Kassenumbau: Gemischte Gefühle löste der VfGH-Entscheid über den Kassenumbau aus. Manche Punkte, wie die so genannte Parität, also jener Handlungsspielraum, der VertreterInnen der Arbeitgeberseite ebenso viel Stimmrecht erteilt wie ArbeitnehmerInnen, wurde durch die HöchstrichterInnen im Wesentlichen als legitim eingeschätzt.
Durch massiven Druck von Seiten der Gewerkschaften, einem großen Medienecho und langen Verhandlungen zwischen Wirtschaft und ArbeitnehmervertreterInnen konnten aber auch wichtige Punkte auf der Wunschliste der Wirtschaft verhindert werden. Dazu zählten: die Leistungsharmonisierung, die Überprüfung der Krankenstände und die Verlagerung der Beitragsprüfung von der Sozialversicherung hin zur Finanz.
Benotung an Schulen: In Sachen Bildungspolitik kam es zu einigen einschneidenden Veränderungen zu Nachteil der SchülerInnen. So wurde das Sitzenbleiben an Volksschulen wieder eingeführt. Und auch die Deutschförderklassen, in denen SchülerInnen ohne ausreichende Sprachkenntnisse bis zu zwei Jahre getrennt von anderen SchülerInnen unterrichtet werden sollen, sind von der vergangenen Bundesregierung beschlossene Sache.
Was noch entschieden wird
Kopftuchverbot: Das an Volksschulen eingeführte Verbot von Kopfverhüllungen wird ein weiterer Fall für den VfGH.
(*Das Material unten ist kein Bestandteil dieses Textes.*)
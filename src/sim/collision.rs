//! Collision primitives for axis-aligned boxes
//!
//! Every rectangle is described by its centre plus full width and height.
//! These are pure predicates; resolution lives with the entities that use them.

use super::vector::Vector2;

/// Check if a point lies inside (or exactly on the edge of) a rectangle
pub fn point_in_rect(point: Vector2, rect_center: Vector2, w: f64, h: f64) -> bool {
    point.x >= rect_center.x - w / 2.0
        && point.x <= rect_center.x + w / 2.0
        && point.y >= rect_center.y - h / 2.0
        && point.y <= rect_center.y + h / 2.0
}

/// Check a horizontal segment against a rectangle
///
/// Returns `None` when `p1` and `p2` do not share a y; callers treat that
/// as "no collision". Otherwise true when either endpoint's x falls inside
/// the rectangle's x-span and the segment's y inside its y-span.
pub fn hseg_vs_rect(
    p1: Vector2,
    p2: Vector2,
    rect_center: Vector2,
    w: f64,
    h: f64,
) -> Option<bool> {
    if p1.y != p2.y {
        return None;
    }
    let left = rect_center.x - w / 2.0;
    let right = rect_center.x + w / 2.0;
    let x_overlap = (left <= p1.x && right >= p1.x) || (left <= p2.x && right >= p2.x);
    let y_overlap = p1.y >= rect_center.y - h / 2.0 && p1.y <= rect_center.y + h / 2.0;
    Some(x_overlap && y_overlap)
}

/// Approximate segment overlap: tests the endpoints of `b` against the
/// coordinate intervals spanned by `a1..a2`
///
/// This is an interval test, not a true intersection. It expects `a1` to be
/// the smaller corner on both axes, which holds for a platform's top edge
/// written left to right.
pub fn seg_vs_seg(a1: Vector2, a2: Vector2, b1: Vector2, b2: Vector2) -> bool {
    let x_overlap = (a1.x <= b1.x && a2.x >= b1.x) || (a1.x <= b2.x && a2.x >= b2.x);
    let y_overlap = (a1.y <= b1.y && a2.y >= b1.y) || (a1.y <= b2.y && a2.y >= b2.y);
    x_overlap && y_overlap
}

/// Check a circle against a rectangle
///
/// Hit when the centre is inside the rectangle grown by the diameter along
/// either axis, or any corner is within `radius` of the centre.
pub fn circle_vs_rect(
    circle_center: Vector2,
    radius: f64,
    rect_center: Vector2,
    w: f64,
    h: f64,
) -> bool {
    if point_in_rect(circle_center, rect_center, w, h + radius * 2.0) {
        return true;
    }
    if point_in_rect(circle_center, rect_center, w + radius * 2.0, h) {
        return true;
    }
    let half = Vector2::new(w / 2.0, h / 2.0);
    let corners = [
        rect_center - half,
        rect_center + Vector2::new(-half.x, half.y),
        rect_center + half,
        rect_center + Vector2::new(half.x, -half.y),
    ];
    corners.iter().any(|corner| circle_center.distance(*corner) <= radius)
}

/// Check whether two centres are closer than the given radius (inclusive)
#[inline]
pub fn within_radius(a: Vector2, b: Vector2, radius: f64) -> bool {
    a.distance(b) <= radius
}
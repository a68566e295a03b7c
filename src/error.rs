//! Errors raised while building or configuring a world
//!
//! Nothing in here is produced during a tick: per-tick failures are
//! modelled as "no collision" or "no free slot" and never surface.

use thiserror::Error;

#[derive(Debug, Error)]
pub enum SimError {
    /// A projectile was built without anything to collide against
    #[error("projectile target list must not be empty")]
    EmptyTargetList,

    /// An arcing projectile needs somewhere to spawn its impact enemy
    #[error("arcing projectile spawn pool must not be empty")]
    EmptySpawnPool,

    #[error("pool `{pool}` must have at least one slot")]
    EmptyPool { pool: &'static str },

    #[error("invalid tuning: {0}")]
    InvalidTuning(#[from] serde_json::Error),

    #[error("failed to read tuning file: {0}")]
    Io(#[from] std::io::Error),
}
Karfreitags-Regelung: Noch einmal befasst werden die HöchstrichterInnen mit dem Karfreitags-Thema. Der Hintergrund: Im Nationalrat wurde ein neuer Gesetzesentwurf zum Karfreitag in die Wege geleitet. Gesprochen wurde dabei von einem “persönlichen Feiertag“, das Gesetz sieht aber für den Karfreitag keinen zusätzlichen Feiertag vor – für niemanden. Stattdessen erlaubt es, einen der ohnehin zustehenden Urlaubstage an einem selbst gewählten Tag zu verbrauchen.
Familienbeihilfe: Die seit Jahresbeginn geltende Indexierung für im Ausland lebende Kinder dürfte die EU-Kommission demnächst vor den Europäischen Gerichtshof bringen.